Start of SOURCE RECORDS

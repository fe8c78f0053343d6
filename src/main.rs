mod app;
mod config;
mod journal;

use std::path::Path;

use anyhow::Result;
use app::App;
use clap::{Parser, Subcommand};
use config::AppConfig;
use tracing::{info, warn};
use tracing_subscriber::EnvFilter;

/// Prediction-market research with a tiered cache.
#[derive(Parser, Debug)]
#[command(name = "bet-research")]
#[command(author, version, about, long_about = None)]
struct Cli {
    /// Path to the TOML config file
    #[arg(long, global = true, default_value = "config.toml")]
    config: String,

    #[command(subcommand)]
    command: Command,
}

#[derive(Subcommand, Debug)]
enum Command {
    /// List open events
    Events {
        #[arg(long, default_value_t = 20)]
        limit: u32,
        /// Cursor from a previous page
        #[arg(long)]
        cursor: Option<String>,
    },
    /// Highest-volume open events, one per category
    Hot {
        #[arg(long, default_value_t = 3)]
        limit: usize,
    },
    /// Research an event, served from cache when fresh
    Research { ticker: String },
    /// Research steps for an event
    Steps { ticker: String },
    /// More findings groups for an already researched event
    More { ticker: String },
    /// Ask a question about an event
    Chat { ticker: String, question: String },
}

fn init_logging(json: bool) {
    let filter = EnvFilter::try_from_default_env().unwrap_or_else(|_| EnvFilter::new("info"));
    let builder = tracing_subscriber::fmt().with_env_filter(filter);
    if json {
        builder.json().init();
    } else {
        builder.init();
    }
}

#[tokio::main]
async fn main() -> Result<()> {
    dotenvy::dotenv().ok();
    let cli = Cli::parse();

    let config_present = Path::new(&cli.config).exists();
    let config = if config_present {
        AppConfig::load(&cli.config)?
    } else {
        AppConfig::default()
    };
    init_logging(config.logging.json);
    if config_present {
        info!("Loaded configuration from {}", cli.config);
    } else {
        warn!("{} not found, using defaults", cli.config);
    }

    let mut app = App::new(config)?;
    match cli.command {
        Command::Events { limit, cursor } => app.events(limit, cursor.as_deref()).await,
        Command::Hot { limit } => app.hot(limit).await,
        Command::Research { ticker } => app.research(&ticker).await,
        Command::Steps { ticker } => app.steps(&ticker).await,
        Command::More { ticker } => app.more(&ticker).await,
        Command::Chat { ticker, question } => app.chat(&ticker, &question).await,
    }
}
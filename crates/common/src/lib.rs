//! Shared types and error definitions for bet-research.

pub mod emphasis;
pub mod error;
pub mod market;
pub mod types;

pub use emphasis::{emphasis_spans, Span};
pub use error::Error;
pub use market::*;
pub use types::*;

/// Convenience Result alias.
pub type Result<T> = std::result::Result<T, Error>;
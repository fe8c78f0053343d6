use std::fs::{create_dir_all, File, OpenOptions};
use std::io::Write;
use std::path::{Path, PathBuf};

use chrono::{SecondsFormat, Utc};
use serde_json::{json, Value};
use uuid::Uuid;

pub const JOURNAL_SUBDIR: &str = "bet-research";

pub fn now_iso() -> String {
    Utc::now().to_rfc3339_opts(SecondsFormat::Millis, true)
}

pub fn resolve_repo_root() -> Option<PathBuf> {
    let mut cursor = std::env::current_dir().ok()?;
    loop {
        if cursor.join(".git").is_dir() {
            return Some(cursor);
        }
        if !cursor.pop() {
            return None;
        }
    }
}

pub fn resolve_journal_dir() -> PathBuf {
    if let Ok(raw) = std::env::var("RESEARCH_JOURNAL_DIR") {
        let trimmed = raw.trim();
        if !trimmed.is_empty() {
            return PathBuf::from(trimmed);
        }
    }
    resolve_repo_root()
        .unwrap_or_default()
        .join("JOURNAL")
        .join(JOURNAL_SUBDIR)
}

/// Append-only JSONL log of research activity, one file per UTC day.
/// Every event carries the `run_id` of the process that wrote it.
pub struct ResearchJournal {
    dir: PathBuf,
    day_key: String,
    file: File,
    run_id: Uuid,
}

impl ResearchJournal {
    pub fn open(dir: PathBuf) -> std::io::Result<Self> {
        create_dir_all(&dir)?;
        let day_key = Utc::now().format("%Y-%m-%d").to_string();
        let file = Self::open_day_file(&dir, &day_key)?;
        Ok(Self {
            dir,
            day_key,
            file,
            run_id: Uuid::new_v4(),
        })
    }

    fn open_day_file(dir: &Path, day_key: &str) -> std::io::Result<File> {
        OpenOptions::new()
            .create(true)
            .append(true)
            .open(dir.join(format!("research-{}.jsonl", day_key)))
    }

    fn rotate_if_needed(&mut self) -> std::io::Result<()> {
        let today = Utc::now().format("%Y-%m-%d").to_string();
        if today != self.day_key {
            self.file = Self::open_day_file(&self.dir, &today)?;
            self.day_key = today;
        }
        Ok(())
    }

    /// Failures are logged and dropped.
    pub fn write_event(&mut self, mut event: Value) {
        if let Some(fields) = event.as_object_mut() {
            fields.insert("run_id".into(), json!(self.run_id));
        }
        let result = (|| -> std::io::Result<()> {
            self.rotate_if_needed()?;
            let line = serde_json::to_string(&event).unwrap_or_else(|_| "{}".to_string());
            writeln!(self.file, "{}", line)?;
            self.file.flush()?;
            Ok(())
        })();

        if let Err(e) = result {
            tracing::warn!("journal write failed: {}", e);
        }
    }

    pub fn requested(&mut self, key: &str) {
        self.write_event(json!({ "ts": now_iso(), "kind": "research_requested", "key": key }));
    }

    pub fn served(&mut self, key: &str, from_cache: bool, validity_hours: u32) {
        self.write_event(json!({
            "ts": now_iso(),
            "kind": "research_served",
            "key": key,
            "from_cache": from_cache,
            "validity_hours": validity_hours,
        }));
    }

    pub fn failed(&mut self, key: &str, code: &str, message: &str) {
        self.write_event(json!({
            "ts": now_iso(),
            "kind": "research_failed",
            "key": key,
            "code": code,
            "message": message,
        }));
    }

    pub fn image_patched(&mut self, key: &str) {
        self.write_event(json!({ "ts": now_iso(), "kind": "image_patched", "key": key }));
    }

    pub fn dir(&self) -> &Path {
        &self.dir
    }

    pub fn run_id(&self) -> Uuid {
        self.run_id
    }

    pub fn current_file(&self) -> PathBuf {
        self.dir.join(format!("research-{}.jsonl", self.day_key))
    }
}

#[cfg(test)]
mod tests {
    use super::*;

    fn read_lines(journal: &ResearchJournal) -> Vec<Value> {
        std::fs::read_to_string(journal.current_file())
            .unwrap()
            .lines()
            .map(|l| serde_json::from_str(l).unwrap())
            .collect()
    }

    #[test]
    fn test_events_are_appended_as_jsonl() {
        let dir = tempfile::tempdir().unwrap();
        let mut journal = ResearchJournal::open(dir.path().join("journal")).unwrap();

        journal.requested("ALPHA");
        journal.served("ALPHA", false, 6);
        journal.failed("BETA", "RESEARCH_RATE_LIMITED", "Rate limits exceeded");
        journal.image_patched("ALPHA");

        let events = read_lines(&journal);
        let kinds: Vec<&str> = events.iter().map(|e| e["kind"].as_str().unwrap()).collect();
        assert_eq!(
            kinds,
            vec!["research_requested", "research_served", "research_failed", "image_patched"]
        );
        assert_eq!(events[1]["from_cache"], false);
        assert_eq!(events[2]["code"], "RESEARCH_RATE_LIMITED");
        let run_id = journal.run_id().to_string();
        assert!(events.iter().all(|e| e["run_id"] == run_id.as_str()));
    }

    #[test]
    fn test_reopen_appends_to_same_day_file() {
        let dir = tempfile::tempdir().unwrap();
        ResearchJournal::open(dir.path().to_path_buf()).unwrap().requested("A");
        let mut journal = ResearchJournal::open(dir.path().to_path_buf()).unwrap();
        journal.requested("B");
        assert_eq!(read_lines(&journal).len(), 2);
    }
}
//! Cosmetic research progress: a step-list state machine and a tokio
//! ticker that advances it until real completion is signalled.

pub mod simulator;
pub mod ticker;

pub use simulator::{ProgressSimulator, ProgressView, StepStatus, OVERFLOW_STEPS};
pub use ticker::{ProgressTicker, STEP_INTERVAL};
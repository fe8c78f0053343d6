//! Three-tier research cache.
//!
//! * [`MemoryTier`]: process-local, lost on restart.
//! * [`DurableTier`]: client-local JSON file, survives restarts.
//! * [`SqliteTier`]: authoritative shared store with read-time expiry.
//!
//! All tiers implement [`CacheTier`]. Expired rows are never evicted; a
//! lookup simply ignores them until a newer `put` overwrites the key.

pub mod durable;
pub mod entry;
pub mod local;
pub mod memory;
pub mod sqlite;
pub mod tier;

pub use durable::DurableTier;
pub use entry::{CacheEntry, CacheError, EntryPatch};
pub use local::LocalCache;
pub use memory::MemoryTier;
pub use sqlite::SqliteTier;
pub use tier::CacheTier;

End of SOURCE RECORDS

§ **ASSIGNMENT**
All that belongs in your answer is the stretch of entries above from the line with "if today != self.day_key" through the line with "pub fn requested(&mut", printed exactly.

§ **ANSWER AREA**
        if today != self.day_key {
            self.file = Self::open_day_file(&self.dir, &today)?;
            self.day_key = today;
        }
        Ok(())
    }

    /// Failures are logged and dropped.
    pub fn write_event(&mut self, mut event: Value) {
        if let Some(fields) = event.as_object_mut() {
            fields.insert("run_id".into(), json!(self.run_id));
        }
        let result = (|| -> std::io::Result<()> {
            self.rotate_if_needed()?;
            let line = serde_json::to_string(&event).unwrap_or_else(|_| "{}".to_string());
            writeln!(self.file, "{}", line)?;
            self.file.flush()?;
            Ok(())
        })();

        if let Err(e) = result {
            tracing::warn!("journal write failed: {}", e);
        }
    }

    pub fn requested(&mut self, key: &str) {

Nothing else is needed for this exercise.